Excerpted records =
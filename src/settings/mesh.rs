//! Mesh resolution and LOD ladder settings

use serde::{Deserialize, Serialize};

/// Number of LOD tiers the mesh builder supports (lod 0 through 4).
pub const NUM_SUPPORTED_LODS: u32 = 5;

/// Interior vertex stride for a LOD level.
///
/// LOD 0 keeps every interior vertex; LOD n skips to every `2n`-th.
pub fn skip_increment(lod: u32) -> u32 {
    if lod == 0 {
        1
    } else {
        lod * 2
    }
}

/// One entry of the ordered LOD ladder: the mesh resolution to use up to
/// `visible_dst_threshold` world units from the viewer. The last entry's
/// threshold is the chunk's maximum view distance.
#[derive(Debug, Clone, Copy, PartialEq, Serialize, Deserialize)]
pub struct LodInfo {
    pub lod: u32,
    pub visible_dst_threshold: f32,
}

impl LodInfo {
    pub fn sqr_visible_dst_threshold(&self) -> f32 {
        self.visible_dst_threshold * self.visible_dst_threshold
    }
}

/// Geometric layout shared by every chunk.
///
/// `num_verts_per_line` counts the full sample grid per side, including the
/// out-of-mesh ring used only for border normals. All chunks use the same
/// value; only their sampling origin differs.
#[derive(Debug, Clone, Copy, Serialize, Deserialize)]
#[serde(default)]
pub struct MeshSettings {
    pub num_verts_per_line: u32,
    pub mesh_scale: f32,
    pub flat_shading: bool,
}

impl MeshSettings {
    /// World-space side length of one chunk. The visible patch spans
    /// `num_verts_per_line - 3` grid cells (the outermost ring is off-mesh
    /// and the next ring sits on the patch border).
    pub fn mesh_world_size(&self) -> f32 {
        (self.num_verts_per_line - 3) as f32 * self.mesh_scale
    }
}

impl Default for MeshSettings {
    fn default() -> Self {
        Self {
            // 101 - 5 = 96 divides the stride of every supported LOD
            num_verts_per_line: 101,
            mesh_scale: 2.5,
            flat_shading: false,
        }
    }
}

#[cfg(test)]
mod tests {
    use super::*;

    #[test]
    fn test_skip_increment_ladder() {
        assert_eq!(skip_increment(0), 1);
        assert_eq!(skip_increment(1), 2);
        assert_eq!(skip_increment(4), 8);
    }

    #[test]
    fn test_mesh_world_size_spans_interior_cells() {
        let settings = MeshSettings {
            num_verts_per_line: 11,
            mesh_scale: 2.0,
            flat_shading: false,
        };
        assert_eq!(settings.mesh_world_size(), 16.0);
    }

    #[test]
    fn test_default_supports_every_lod_stride() {
        let settings = MeshSettings::default();
        for lod in 0..NUM_SUPPORTED_LODS {
            assert_eq!((settings.num_verts_per_line - 5) % skip_increment(lod), 0);
        }
    }
}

Work required = Word for word, return each of the entries.

Finished exercise =
filename src/settings/mesh.rs
//! Mesh resolution and LOD ladder settings

use serde::{Deserialize, Serialize};

/// Number of LOD tiers the mesh builder supports (lod 0 through 4).
pub const NUM_SUPPORTED_LODS: u32 = 5;

/// Interior vertex stride for a LOD level.
///
/// LOD 0 keeps every interior vertex; LOD n skips to every `2n`-th.
pub fn skip_increment(lod: u32) -> u32 {
    if lod == 0 {
        1
    } else {
        lod * 2
    }
}

/// One entry of the ordered LOD ladder: the mesh resolution to use up to
/// `visible_dst_threshold` world units from the viewer. The last entry's
/// threshold is the chunk's maximum view distance.
#[derive(Debug, Clone, Copy, PartialEq, Serialize, Deserialize)]
pub struct LodInfo {
    pub lod: u32,
    pub visible_dst_threshold: f32,
}

impl LodInfo {
    pub fn sqr_visible_dst_threshold(&self) -> f32 {
        self.visible_dst_threshold * self.visible_dst_threshold
    }
}

/// Geometric layout shared by every chunk.
///
/// `num_verts_per_line` counts the full sample grid per side, including the
/// out-of-mesh ring used only for border normals. All chunks use the same
/// value; only their sampling origin differs.
#[derive(Debug, Clone, Copy, Serialize, Deserialize)]
#[serde(default)]
pub struct MeshSettings {
    pub num_verts_per_line: u32,
    pub mesh_scale: f32,
    pub flat_shading: bool,
}

impl MeshSettings {
    /// World-space side length of one chunk. The visible patch spans
    /// `num_verts_per_line - 3` grid cells (the outermost ring is off-mesh
    /// and the next ring sits on the patch border).
    pub fn mesh_world_size(&self) -> f32 {
        (self.num_verts_per_line - 3) as f32 * self.mesh_scale
    }
}

impl Default for MeshSettings {
    fn default() -> Self {
        Self {
            // 101 - 5 = 96 divides the stride of every supported LOD
            num_verts_per_line: 101,
            mesh_scale: 2.5,
            flat_shading: false,
        }
    }
}

#[cfg(test)]
mod tests {
    use super::*;

    #[test]
    fn test_skip_increment_ladder() {
        assert_eq!(skip_increment(0), 1);
        assert_eq!(skip_increment(1), 2);
        assert_eq!(skip_increment(4), 8);
    }

    #[test]
    fn test_mesh_world_size_spans_interior_cells() {
        let settings = MeshSettings {
            num_verts_per_line: 11,
            mesh_scale: 2.0,
            flat_shading: false,
        };
        assert_eq!(settings.mesh_world_size(), 16.0);
    }

    #[test]
    fn test_default_supports_every_lod_stride() {
        let settings = MeshSettings::default();
        for lod in 0..NUM_SUPPORTED_LODS {
            assert_eq!((settings.num_verts_per_line - 5) % skip_increment(lod), 0);
        }
    }
}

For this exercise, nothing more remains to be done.